- [Task instructions]
Using the data below, copy every line that contains the word "Some".
[Opening Given information section]
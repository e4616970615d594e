//! Command dispatch
//!
//! Loads settings, wires the services and hands each subcommand to its service.

use std::io::{self, Write};
use std::path::Path;

use clap::CommandFactory;
use clap_complete::{generate, Shell};
use tracing::{debug, instrument};

use crate::application::services::DataOptions;
use crate::application::ApplicationError;
use crate::cli::args::{Cli, Commands, ConfigCommands};
use crate::cli::output;
use crate::cli::{CliError, CliResult};
use crate::config::{global_config_path, Settings};
use crate::exitcode;
use crate::infrastructure::di::ServiceContainer;
use crate::infrastructure::InfraError;

/// Execute a parsed command line and return the process exit code.
pub fn execute_command(cli: &Cli) -> CliResult<i32> {
    match &cli.command {
        Commands::Completion { shell } => {
            print_completions(*shell);
            Ok(exitcode::OK)
        }
        Commands::Config { command } => {
            // `path` and `init` must work before a readable config file exists
            let settings = match command {
                ConfigCommands::Show => Settings::load(cli.config.as_deref())?,
                _ => Settings::default(),
            };
            let container = ServiceContainer::new(settings);
            cmd_config(&container, command, cli.config.as_deref())
        }
        command => {
            let settings = Settings::load(cli.config.as_deref())?;
            let container = ServiceContainer::new(settings);
            execute_with_container(&container, command)
        }
    }
}

/// Dispatch the engine commands against an already wired container.
pub fn execute_with_container(container: &ServiceContainer, command: &Commands) -> CliResult<i32> {
    match command {
        Commands::Run { file, show_log } => cmd_run(container, file, *show_log),
        Commands::Data {
            dataset,
            libref,
            obs,
            keep,
            drop,
            where_clause,
            info_only,
        } => {
            let options = DataOptions {
                dataset: dataset.clone(),
                libref: libref.clone(),
                obs: *obs,
                keep: keep.clone(),
                drop: drop.clone(),
                where_clause: where_clause.clone(),
                info_only: *info_only,
            };
            cmd_data(container, &options)
        }
        Commands::Lib { libref } => cmd_lib(container, libref),
        Commands::Config { .. } | Commands::Completion { .. } => Err(CliError::InvalidArgs(
            "command does not use an engine session".into(),
        )),
    }
}

#[instrument(skip(container))]
fn cmd_run(container: &ServiceContainer, file: &Path, show_log: bool) -> CliResult<i32> {
    debug!("run: {}", file.display());
    let runner = container.program_runner();
    let stdout = io::stdout();
    let stderr = io::stderr();
    let code = container.with_session(|session| {
        runner.run(
            session,
            file,
            show_log,
            &mut stdout.lock(),
            &mut stderr.lock(),
        )
    })?;
    Ok(code)
}

#[instrument(skip(container))]
fn cmd_data(container: &ServiceContainer, options: &DataOptions) -> CliResult<i32> {
    let inspector = container.inspector();
    let stdout = io::stdout();
    let code =
        container.with_session(|session| inspector.describe(session, options, &mut stdout.lock()))?;
    Ok(code)
}

#[instrument(skip(container))]
fn cmd_lib(container: &ServiceContainer, libref: &str) -> CliResult<i32> {
    let inspector = container.inspector();
    let stdout = io::stdout();
    let code = container
        .with_session(|session| inspector.list_library(session, libref, &mut stdout.lock()))?;
    Ok(code)
}

fn cmd_config(
    container: &ServiceContainer,
    command: &ConfigCommands,
    explicit: Option<&Path>,
) -> CliResult<i32> {
    match command {
        ConfigCommands::Show => {
            output::plain(&container.settings.to_toml()?);
        }
        ConfigCommands::Path => {
            let path = config_file_path(explicit)?;
            output::config_location(&path, container.fs.exists(&path));
        }
        ConfigCommands::Init { force } => {
            let path = config_file_path(explicit)?;
            if container.fs.exists(&path) && !force {
                output::warning(&format!(
                    "{} already exists, use --force to overwrite",
                    path.display()
                ));
                return Ok(exitcode::FAILURE);
            }
            container
                .fs
                .ensure_parent(&path)
                .map_err(|e| InfraError::io(format!("create {}", path.display()), e))?;
            container
                .fs
                .write(&path, &Settings::template())
                .map_err(|e| InfraError::io(format!("write {}", path.display()), e))?;
            output::created(&path);
        }
    }
    Ok(exitcode::OK)
}

fn config_file_path(explicit: Option<&Path>) -> CliResult<std::path::PathBuf> {
    match explicit {
        Some(path) => Ok(path.to_path_buf()),
        None => global_config_path().ok_or_else(|| {
            CliError::from(ApplicationError::Config {
                message: "cannot determine the user config directory".into(),
            })
        }),
    }
}

fn print_completions(shell: Shell) {
    let mut cmd = Cli::command();
    let name = cmd.get_name().to_string();
    let mut stdout = io::stdout();
    generate(shell, &mut cmd, name, &mut stdout);
    let _ = stdout.flush();
}
//! Integration tests for Settings loading.
//!
//! Precedence: defaults → config file → SASCLI_* environment variables.
//! Every test passes an explicit config file, so no user config is read.

use std::fs;
use std::path::{Path, PathBuf};
use std::sync::{Mutex, MutexGuard};
use std::time::Duration;

use tempfile::TempDir;

use sascli::application::ApplicationError;
use sascli::config::Settings;

/// Serializes tests that read or write SASCLI_* variables.
static ENV_LOCK: Mutex<()> = Mutex::new(());

fn env_guard() -> MutexGuard<'static, ()> {
    ENV_LOCK.lock().unwrap_or_else(|poisoned| poisoned.into_inner())
}

/// `Settings::load` while holding the environment lock.
fn load(path: &Path) -> Result<Settings, ApplicationError> {
    let _guard = env_guard();
    Settings::load(Some(path))
}

fn write_ini(temp: &TempDir, content: &str) -> PathBuf {
    let path = temp.path().join("sascli.ini");
    fs::write(&path, content).unwrap();
    path
}

#[test]
fn given_upper_case_sections_when_load_then_values_applied() {
    let temp = TempDir::new().unwrap();
    let path = write_ini(
        &temp,
        r#"
[SESSION]
saspath = /opt/sas/bin/sas_u8
options = -encoding utf8

[LOGGING]
remote_dir = /shared/saslogs
local_dir = /mnt/saslogs

[OUTPUT]
obs = 25
"#,
    );

    let settings = load(&path).expect("load settings");

    assert_eq!(settings.session.saspath, PathBuf::from("/opt/sas/bin/sas_u8"));
    assert_eq!(settings.session.extra_args(), vec!["-encoding", "utf8"]);
    let (remote, local) = settings.logging.live_dirs().expect("both dirs set");
    assert_eq!(remote, "/shared/saslogs");
    assert_eq!(local, PathBuf::from("/mnt/saslogs").as_path());
    assert_eq!(settings.output.obs, 25);
}

#[test]
fn given_partial_file_when_load_then_defaults_fill_the_rest() {
    let temp = TempDir::new().unwrap();
    let path = write_ini(&temp, "[LOGGING]\nremote_dir = /shared/saslogs\n");

    let settings = load(&path).expect("load settings");

    assert_eq!(settings.session.saspath, PathBuf::from("sas"));
    assert_eq!(settings.output.obs, 10);
    assert_eq!(settings.logging.remote_dir.as_deref(), Some("/shared/saslogs"));
    assert!(settings.logging.live_dirs().is_none(), "local_dir missing");
}

#[test]
fn given_tilde_local_dir_when_load_then_expanded() {
    let temp = TempDir::new().unwrap();
    let path = write_ini(&temp, "[LOGGING]\nlocal_dir = ~/saslogs\n");

    let settings = load(&path).expect("load settings");

    let home = std::env::var("HOME").expect("HOME should be set");
    let local = settings.logging.local_dir.expect("local_dir set");
    assert_eq!(local, PathBuf::from(home).join("saslogs"));
}

#[test]
fn given_missing_explicit_file_when_load_then_config_error() {
    let temp = TempDir::new().unwrap();
    let missing = temp.path().join("nope.ini");

    let result = load(&missing);

    match result {
        Err(ApplicationError::Config { message }) => assert!(message.contains("nope.ini")),
        other => panic!("expected config error, got {other:?}"),
    }
}

#[test]
fn given_env_override_when_load_then_env_wins_over_file() {
    let temp = TempDir::new().unwrap();
    let path = write_ini(&temp, "[LOGGING]\npoll_interval_ms = 200\n");

    let result = {
        let _guard = env_guard();
        std::env::set_var("SASCLI_LOGGING__POLL_INTERVAL_MS", "40");
        let result = Settings::load(Some(&path));
        std::env::remove_var("SASCLI_LOGGING__POLL_INTERVAL_MS");
        result
    };

    let settings = result.expect("load settings");
    assert_eq!(settings.logging.poll_interval(), Duration::from_millis(40));
}

#[test]
fn given_template_when_loaded_then_equals_defaults() {
    let temp = TempDir::new().unwrap();
    let path = write_ini(&temp, &Settings::template());

    let settings = load(&path).expect("template parses");

    assert_eq!(settings.session, Settings::default().session);
    assert_eq!(settings.output, Settings::default().output);
}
[Closing Given information section]
- [Answer box]
        Some(path) => Ok(path.to_path_buf()),
    Settings::load(Some(path))
    assert_eq!(settings.logging.remote_dir.as_deref(), Some("/shared/saslogs"));
        let result = Settings::load(Some(&path));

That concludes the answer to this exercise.